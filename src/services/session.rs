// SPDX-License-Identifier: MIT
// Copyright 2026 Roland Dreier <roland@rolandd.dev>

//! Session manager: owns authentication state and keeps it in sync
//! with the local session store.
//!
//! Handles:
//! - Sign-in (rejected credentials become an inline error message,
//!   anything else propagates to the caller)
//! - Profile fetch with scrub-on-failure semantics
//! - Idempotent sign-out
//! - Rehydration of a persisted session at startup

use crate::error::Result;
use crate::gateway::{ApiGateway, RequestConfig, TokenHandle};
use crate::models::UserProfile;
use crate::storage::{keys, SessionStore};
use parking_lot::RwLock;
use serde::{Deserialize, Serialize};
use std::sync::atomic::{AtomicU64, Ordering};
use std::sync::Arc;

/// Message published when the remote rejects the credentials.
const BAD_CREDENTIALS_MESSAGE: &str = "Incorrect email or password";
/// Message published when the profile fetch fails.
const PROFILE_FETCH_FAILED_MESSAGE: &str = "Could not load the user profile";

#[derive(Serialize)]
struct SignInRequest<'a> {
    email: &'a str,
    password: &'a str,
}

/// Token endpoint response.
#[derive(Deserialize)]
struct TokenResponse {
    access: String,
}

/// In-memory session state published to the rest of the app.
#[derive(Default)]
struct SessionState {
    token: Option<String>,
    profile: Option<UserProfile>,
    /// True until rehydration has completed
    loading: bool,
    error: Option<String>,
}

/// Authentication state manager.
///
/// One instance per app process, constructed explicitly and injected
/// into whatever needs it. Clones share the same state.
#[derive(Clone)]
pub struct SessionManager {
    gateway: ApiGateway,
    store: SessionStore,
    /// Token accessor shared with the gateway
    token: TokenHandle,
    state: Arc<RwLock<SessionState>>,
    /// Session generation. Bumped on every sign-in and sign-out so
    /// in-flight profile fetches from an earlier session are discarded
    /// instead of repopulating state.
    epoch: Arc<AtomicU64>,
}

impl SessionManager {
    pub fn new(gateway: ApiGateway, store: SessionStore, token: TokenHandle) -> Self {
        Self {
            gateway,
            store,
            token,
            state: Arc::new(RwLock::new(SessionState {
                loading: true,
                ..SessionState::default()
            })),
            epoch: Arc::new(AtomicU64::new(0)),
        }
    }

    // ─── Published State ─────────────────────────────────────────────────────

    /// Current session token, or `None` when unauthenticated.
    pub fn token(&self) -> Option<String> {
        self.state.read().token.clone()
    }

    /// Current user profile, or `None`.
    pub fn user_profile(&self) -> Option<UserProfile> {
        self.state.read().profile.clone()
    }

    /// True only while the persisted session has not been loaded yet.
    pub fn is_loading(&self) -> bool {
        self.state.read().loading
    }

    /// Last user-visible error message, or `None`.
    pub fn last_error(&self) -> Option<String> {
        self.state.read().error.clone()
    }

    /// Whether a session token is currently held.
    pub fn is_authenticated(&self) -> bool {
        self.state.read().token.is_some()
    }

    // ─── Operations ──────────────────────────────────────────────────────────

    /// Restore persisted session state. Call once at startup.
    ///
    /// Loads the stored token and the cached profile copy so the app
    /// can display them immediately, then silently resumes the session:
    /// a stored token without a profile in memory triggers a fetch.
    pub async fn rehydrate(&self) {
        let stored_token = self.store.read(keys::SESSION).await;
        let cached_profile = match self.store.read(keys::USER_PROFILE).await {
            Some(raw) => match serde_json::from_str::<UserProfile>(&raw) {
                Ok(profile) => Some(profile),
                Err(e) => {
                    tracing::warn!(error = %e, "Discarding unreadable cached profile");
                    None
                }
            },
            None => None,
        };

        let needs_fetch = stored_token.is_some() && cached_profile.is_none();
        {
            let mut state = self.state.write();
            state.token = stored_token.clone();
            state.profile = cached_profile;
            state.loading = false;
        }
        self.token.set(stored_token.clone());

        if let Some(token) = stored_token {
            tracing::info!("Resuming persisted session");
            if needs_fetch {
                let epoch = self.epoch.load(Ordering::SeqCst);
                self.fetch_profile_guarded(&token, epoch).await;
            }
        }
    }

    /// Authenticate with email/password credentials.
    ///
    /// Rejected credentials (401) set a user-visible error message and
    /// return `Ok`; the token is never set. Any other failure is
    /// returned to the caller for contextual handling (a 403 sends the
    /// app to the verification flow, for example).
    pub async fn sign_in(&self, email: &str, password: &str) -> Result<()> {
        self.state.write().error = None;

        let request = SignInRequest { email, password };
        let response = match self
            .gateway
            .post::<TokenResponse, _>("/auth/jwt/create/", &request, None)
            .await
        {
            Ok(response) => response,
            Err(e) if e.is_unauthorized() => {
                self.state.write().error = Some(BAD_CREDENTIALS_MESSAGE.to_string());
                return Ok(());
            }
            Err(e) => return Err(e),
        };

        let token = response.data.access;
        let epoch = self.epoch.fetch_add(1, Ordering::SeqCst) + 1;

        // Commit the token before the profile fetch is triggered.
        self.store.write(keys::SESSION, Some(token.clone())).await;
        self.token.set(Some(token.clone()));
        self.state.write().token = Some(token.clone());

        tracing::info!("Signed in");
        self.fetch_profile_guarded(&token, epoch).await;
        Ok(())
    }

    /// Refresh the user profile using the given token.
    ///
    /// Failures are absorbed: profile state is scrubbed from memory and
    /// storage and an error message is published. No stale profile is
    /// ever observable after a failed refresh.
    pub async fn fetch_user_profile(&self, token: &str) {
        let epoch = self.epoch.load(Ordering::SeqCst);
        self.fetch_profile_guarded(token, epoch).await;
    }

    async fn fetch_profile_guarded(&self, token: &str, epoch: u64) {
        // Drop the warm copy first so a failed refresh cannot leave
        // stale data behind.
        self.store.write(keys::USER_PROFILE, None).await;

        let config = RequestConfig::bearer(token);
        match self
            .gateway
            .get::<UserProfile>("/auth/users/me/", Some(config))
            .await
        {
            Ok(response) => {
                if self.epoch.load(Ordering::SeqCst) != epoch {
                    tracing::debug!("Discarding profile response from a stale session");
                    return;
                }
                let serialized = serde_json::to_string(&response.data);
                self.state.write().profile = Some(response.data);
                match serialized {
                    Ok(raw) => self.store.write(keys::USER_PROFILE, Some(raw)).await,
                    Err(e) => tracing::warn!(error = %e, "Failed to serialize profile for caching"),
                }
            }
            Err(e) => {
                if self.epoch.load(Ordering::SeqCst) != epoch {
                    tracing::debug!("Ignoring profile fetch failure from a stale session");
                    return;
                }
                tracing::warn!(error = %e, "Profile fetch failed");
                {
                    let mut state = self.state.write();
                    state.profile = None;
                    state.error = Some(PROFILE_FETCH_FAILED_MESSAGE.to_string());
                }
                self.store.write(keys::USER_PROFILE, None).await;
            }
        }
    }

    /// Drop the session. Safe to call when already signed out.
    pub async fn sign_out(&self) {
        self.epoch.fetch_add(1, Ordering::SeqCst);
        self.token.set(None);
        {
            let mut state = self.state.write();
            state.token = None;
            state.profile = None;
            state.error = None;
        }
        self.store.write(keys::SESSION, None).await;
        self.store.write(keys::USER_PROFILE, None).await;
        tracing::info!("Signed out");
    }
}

□ □ □ □ □

◆ Your assignment ◆
Copy out the full listing exactly.

◆ Expected answer ◆
filename src/services/session.rs
// SPDX-License-Identifier: MIT
// Copyright 2026 Roland Dreier <roland@rolandd.dev>

//! Session manager: owns authentication state and keeps it in sync
//! with the local session store.
//!
//! Handles:
//! - Sign-in (rejected credentials become an inline error message,
//!   anything else propagates to the caller)
//! - Profile fetch with scrub-on-failure semantics
//! - Idempotent sign-out
//! - Rehydration of a persisted session at startup

use crate::error::Result;
use crate::gateway::{ApiGateway, RequestConfig, TokenHandle};
use crate::models::UserProfile;
use crate::storage::{keys, SessionStore};
use parking_lot::RwLock;
use serde::{Deserialize, Serialize};
use std::sync::atomic::{AtomicU64, Ordering};
use std::sync::Arc;

/// Message published when the remote rejects the credentials.
const BAD_CREDENTIALS_MESSAGE: &str = "Incorrect email or password";
/// Message published when the profile fetch fails.
const PROFILE_FETCH_FAILED_MESSAGE: &str = "Could not load the user profile";

#[derive(Serialize)]
struct SignInRequest<'a> {
    email: &'a str,
    password: &'a str,
}

/// Token endpoint response.
#[derive(Deserialize)]
struct TokenResponse {
    access: String,
}

/// In-memory session state published to the rest of the app.
#[derive(Default)]
struct SessionState {
    token: Option<String>,
    profile: Option<UserProfile>,
    /// True until rehydration has completed
    loading: bool,
    error: Option<String>,
}

/// Authentication state manager.
///
/// One instance per app process, constructed explicitly and injected
/// into whatever needs it. Clones share the same state.
#[derive(Clone)]
pub struct SessionManager {
    gateway: ApiGateway,
    store: SessionStore,
    /// Token accessor shared with the gateway
    token: TokenHandle,
    state: Arc<RwLock<SessionState>>,
    /// Session generation. Bumped on every sign-in and sign-out so
    /// in-flight profile fetches from an earlier session are discarded
    /// instead of repopulating state.
    epoch: Arc<AtomicU64>,
}

impl SessionManager {
    pub fn new(gateway: ApiGateway, store: SessionStore, token: TokenHandle) -> Self {
        Self {
            gateway,
            store,
            token,
            state: Arc::new(RwLock::new(SessionState {
                loading: true,
                ..SessionState::default()
            })),
            epoch: Arc::new(AtomicU64::new(0)),
        }
    }

    // ─── Published State ─────────────────────────────────────────────────────

    /// Current session token, or `None` when unauthenticated.
    pub fn token(&self) -> Option<String> {
        self.state.read().token.clone()
    }

    /// Current user profile, or `None`.
    pub fn user_profile(&self) -> Option<UserProfile> {
        self.state.read().profile.clone()
    }

    /// True only while the persisted session has not been loaded yet.
    pub fn is_loading(&self) -> bool {
        self.state.read().loading
    }

    /// Last user-visible error message, or `None`.
    pub fn last_error(&self) -> Option<String> {
        self.state.read().error.clone()
    }

    /// Whether a session token is currently held.
    pub fn is_authenticated(&self) -> bool {
        self.state.read().token.is_some()
    }

    // ─── Operations ──────────────────────────────────────────────────────────

    /// Restore persisted session state. Call once at startup.
    ///
    /// Loads the stored token and the cached profile copy so the app
    /// can display them immediately, then silently resumes the session:
    /// a stored token without a profile in memory triggers a fetch.
    pub async fn rehydrate(&self) {
        let stored_token = self.store.read(keys::SESSION).await;
        let cached_profile = match self.store.read(keys::USER_PROFILE).await {
            Some(raw) => match serde_json::from_str::<UserProfile>(&raw) {
                Ok(profile) => Some(profile),
                Err(e) => {
                    tracing::warn!(error = %e, "Discarding unreadable cached profile");
                    None
                }
            },
            None => None,
        };

        let needs_fetch = stored_token.is_some() && cached_profile.is_none();
        {
            let mut state = self.state.write();
            state.token = stored_token.clone();
            state.profile = cached_profile;
            state.loading = false;
        }
        self.token.set(stored_token.clone());

        if let Some(token) = stored_token {
            tracing::info!("Resuming persisted session");
            if needs_fetch {
                let epoch = self.epoch.load(Ordering::SeqCst);
                self.fetch_profile_guarded(&token, epoch).await;
            }
        }
    }

    /// Authenticate with email/password credentials.
    ///
    /// Rejected credentials (401) set a user-visible error message and
    /// return `Ok`; the token is never set. Any other failure is
    /// returned to the caller for contextual handling (a 403 sends the
    /// app to the verification flow, for example).
    pub async fn sign_in(&self, email: &str, password: &str) -> Result<()> {
        self.state.write().error = None;

        let request = SignInRequest { email, password };
        let response = match self
            .gateway
            .post::<TokenResponse, _>("/auth/jwt/create/", &request, None)
            .await
        {
            Ok(response) => response,
            Err(e) if e.is_unauthorized() => {
                self.state.write().error = Some(BAD_CREDENTIALS_MESSAGE.to_string());
                return Ok(());
            }
            Err(e) => return Err(e),
        };

        let token = response.data.access;
        let epoch = self.epoch.fetch_add(1, Ordering::SeqCst) + 1;

        // Commit the token before the profile fetch is triggered.
        self.store.write(keys::SESSION, Some(token.clone())).await;
        self.token.set(Some(token.clone()));
        self.state.write().token = Some(token.clone());

        tracing::info!("Signed in");
        self.fetch_profile_guarded(&token, epoch).await;
        Ok(())
    }

    /// Refresh the user profile using the given token.
    ///
    /// Failures are absorbed: profile state is scrubbed from memory and
    /// storage and an error message is published. No stale profile is
    /// ever observable after a failed refresh.
    pub async fn fetch_user_profile(&self, token: &str) {
        let epoch = self.epoch.load(Ordering::SeqCst);
        self.fetch_profile_guarded(token, epoch).await;
    }

    async fn fetch_profile_guarded(&self, token: &str, epoch: u64) {
        // Drop the warm copy first so a failed refresh cannot leave
        // stale data behind.
        self.store.write(keys::USER_PROFILE, None).await;

        let config = RequestConfig::bearer(token);
        match self
            .gateway
            .get::<UserProfile>("/auth/users/me/", Some(config))
            .await
        {
            Ok(response) => {
                if self.epoch.load(Ordering::SeqCst) != epoch {
                    tracing::debug!("Discarding profile response from a stale session");
                    return;
                }
                let serialized = serde_json::to_string(&response.data);
                self.state.write().profile = Some(response.data);
                match serialized {
                    Ok(raw) => self.store.write(keys::USER_PROFILE, Some(raw)).await,
                    Err(e) => tracing::warn!(error = %e, "Failed to serialize profile for caching"),
                }
            }
            Err(e) => {
                if self.epoch.load(Ordering::SeqCst) != epoch {
                    tracing::debug!("Ignoring profile fetch failure from a stale session");
                    return;
                }
                tracing::warn!(error = %e, "Profile fetch failed");
                {
                    let mut state = self.state.write();
                    state.profile = None;
                    state.error = Some(PROFILE_FETCH_FAILED_MESSAGE.to_string());
                }
                self.store.write(keys::USER_PROFILE, None).await;
            }
        }
    }

    /// Drop the session. Safe to call when already signed out.
    pub async fn sign_out(&self) {
        self.epoch.fetch_add(1, Ordering::SeqCst);
        self.token.set(None);
        {
            let mut state = self.state.write();
            state.token = None;
            state.profile = None;
            state.error = None;
        }
        self.store.write(keys::SESSION, None).await;
        self.store.write(keys::USER_PROFILE, None).await;
        tracing::info!("Signed out");
    }
}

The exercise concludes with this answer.